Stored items
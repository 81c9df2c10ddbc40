//! Market symbols (BTCUSDT format)

use crate::error::ValidationError;
use serde::{Deserialize, Serialize};
use std::fmt;

/// Tradable market symbol formed by concatenating base and quote codes
///
/// CoinEx symbols carry no separator, so the base/quote split is kept
/// alongside the symbol rather than re-derived from it.
#[derive(Debug, Clone, PartialEq, Eq, Hash, Serialize, Deserialize)]
pub struct Market {
    base: String,
    quote: String,
    symbol: String,
}

impl Market {
    /// Default quote currency
    pub const DEFAULT_QUOTE: &'static str = "USDT";

    /// Create a market from base and quote currency codes
    pub fn new(base: impl Into<String>, quote: impl Into<String>) -> Result<Self, ValidationError> {
        let base = base.into();
        let quote = quote.into();

        if base.trim().is_empty() {
            return Err(ValidationError::EmptyField("base"));
        }
        if quote.trim().is_empty() {
            return Err(ValidationError::EmptyField("quote"));
        }

        let symbol = format!("{base}{quote}");
        Ok(Self { base, quote, symbol })
    }

    /// Resolve an optional base/quote pair into a market filter
    ///
    /// Both present yields a market; both absent means "all markets".
    /// Exactly one present is meaningless and rejected.
    pub fn filter(base: Option<&str>, quote: Option<&str>) -> Result<Option<Self>, ValidationError> {
        match (base, quote) {
            (Some(base), Some(quote)) => Self::new(base, quote).map(Some),
            (None, None) => Ok(None),
            (base, quote) => Err(ValidationError::IncompleteMarket {
                base: base.map(str::to_string),
                quote: quote.map(str::to_string),
            }),
        }
    }

    /// Get the symbol as a string slice
    pub fn as_str(&self) -> &str {
        &self.symbol
    }

    /// Base currency (e.g., "BTC")
    pub fn base(&self) -> &str {
        &self.base
    }

    /// Quote currency (e.g., "USDT")
    pub fn quote(&self) -> &str {
        &self.quote
    }
}

impl fmt::Display for Market {
    fn fmt(&self, f: &mut fmt::Formatter<'_>) -> fmt::Result {
        f.write_str(&self.symbol)
    }
}

impl AsRef<str> for Market {
    fn as_ref(&self) -> &str {
        &self.symbol
    }
}

#[cfg(test)]
mod tests {
    use super::*;

    #[test]
    fn test_market_symbol() {
        let market = Market::new("BTC", "USDT").unwrap();
        assert_eq!(market.as_str(), "BTCUSDT");
        assert_eq!(market.base(), "BTC");
        assert_eq!(market.quote(), "USDT");
        assert_eq!(market.to_string(), "BTCUSDT");
    }

    #[test]
    fn test_market_rejects_empty_parts() {
        assert_eq!(Market::new("", "USDT"), Err(ValidationError::EmptyField("base")));
        assert_eq!(Market::new("BTC", " "), Err(ValidationError::EmptyField("quote")));
    }

    #[test]
    fn test_market_filter() {
        assert_eq!(Market::filter(None, None).unwrap(), None);
        assert_eq!(
            Market::filter(Some("ETH"), Some("BTC")).unwrap().unwrap().as_str(),
            "ETHBTC"
        );
        assert!(matches!(
            Market::filter(Some("ETH"), None),
            Err(ValidationError::IncompleteMarket { .. })
        ));
        assert!(matches!(
            Market::filter(None, Some("USDT")),
            Err(ValidationError::IncompleteMarket { .. })
        ));
    }
}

=== REQUIRED WORK ===
Produce a verbatim transcription of the entries above.

=== TASK SOLUTION ===
repository 81c9df2c10ddbc40
//! Market symbols (BTCUSDT format)

use crate::error::ValidationError;
use serde::{Deserialize, Serialize};
use std::fmt;

/// Tradable market symbol formed by concatenating base and quote codes
///
/// CoinEx symbols carry no separator, so the base/quote split is kept
/// alongside the symbol rather than re-derived from it.
#[derive(Debug, Clone, PartialEq, Eq, Hash, Serialize, Deserialize)]
pub struct Market {
    base: String,
    quote: String,
    symbol: String,
}

impl Market {
    /// Default quote currency
    pub const DEFAULT_QUOTE: &'static str = "USDT";

    /// Create a market from base and quote currency codes
    pub fn new(base: impl Into<String>, quote: impl Into<String>) -> Result<Self, ValidationError> {
        let base = base.into();
        let quote = quote.into();

        if base.trim().is_empty() {
            return Err(ValidationError::EmptyField("base"));
        }
        if quote.trim().is_empty() {
            return Err(ValidationError::EmptyField("quote"));
        }

        let symbol = format!("{base}{quote}");
        Ok(Self { base, quote, symbol })
    }

    /// Resolve an optional base/quote pair into a market filter
    ///
    /// Both present yields a market; both absent means "all markets".
    /// Exactly one present is meaningless and rejected.
    pub fn filter(base: Option<&str>, quote: Option<&str>) -> Result<Option<Self>, ValidationError> {
        match (base, quote) {
            (Some(base), Some(quote)) => Self::new(base, quote).map(Some),
            (None, None) => Ok(None),
            (base, quote) => Err(ValidationError::IncompleteMarket {
                base: base.map(str::to_string),
                quote: quote.map(str::to_string),
            }),
        }
    }

    /// Get the symbol as a string slice
    pub fn as_str(&self) -> &str {
        &self.symbol
    }

    /// Base currency (e.g., "BTC")
    pub fn base(&self) -> &str {
        &self.base
    }

    /// Quote currency (e.g., "USDT")
    pub fn quote(&self) -> &str {
        &self.quote
    }
}

impl fmt::Display for Market {
    fn fmt(&self, f: &mut fmt::Formatter<'_>) -> fmt::Result {
        f.write_str(&self.symbol)
    }
}

impl AsRef<str> for Market {
    fn as_ref(&self) -> &str {
        &self.symbol
    }
}

#[cfg(test)]
mod tests {
    use super::*;

    #[test]
    fn test_market_symbol() {
        let market = Market::new("BTC", "USDT").unwrap();
        assert_eq!(market.as_str(), "BTCUSDT");
        assert_eq!(market.base(), "BTC");
        assert_eq!(market.quote(), "USDT");
        assert_eq!(market.to_string(), "BTCUSDT");
    }

    #[test]
    fn test_market_rejects_empty_parts() {
        assert_eq!(Market::new("", "USDT"), Err(ValidationError::EmptyField("base")));
        assert_eq!(Market::new("BTC", " "), Err(ValidationError::EmptyField("quote")));
    }

    #[test]
    fn test_market_filter() {
        assert_eq!(Market::filter(None, None).unwrap(), None);
        assert_eq!(
            Market::filter(Some("ETH"), Some("BTC")).unwrap().unwrap().as_str(),
            "ETHBTC"
        );
        assert!(matches!(
            Market::filter(Some("ETH"), None),
            Err(ValidationError::IncompleteMarket { .. })
        ));
        assert!(matches!(
            Market::filter(None, Some("USDT")),
            Err(ValidationError::IncompleteMarket { .. })
        ));
    }
}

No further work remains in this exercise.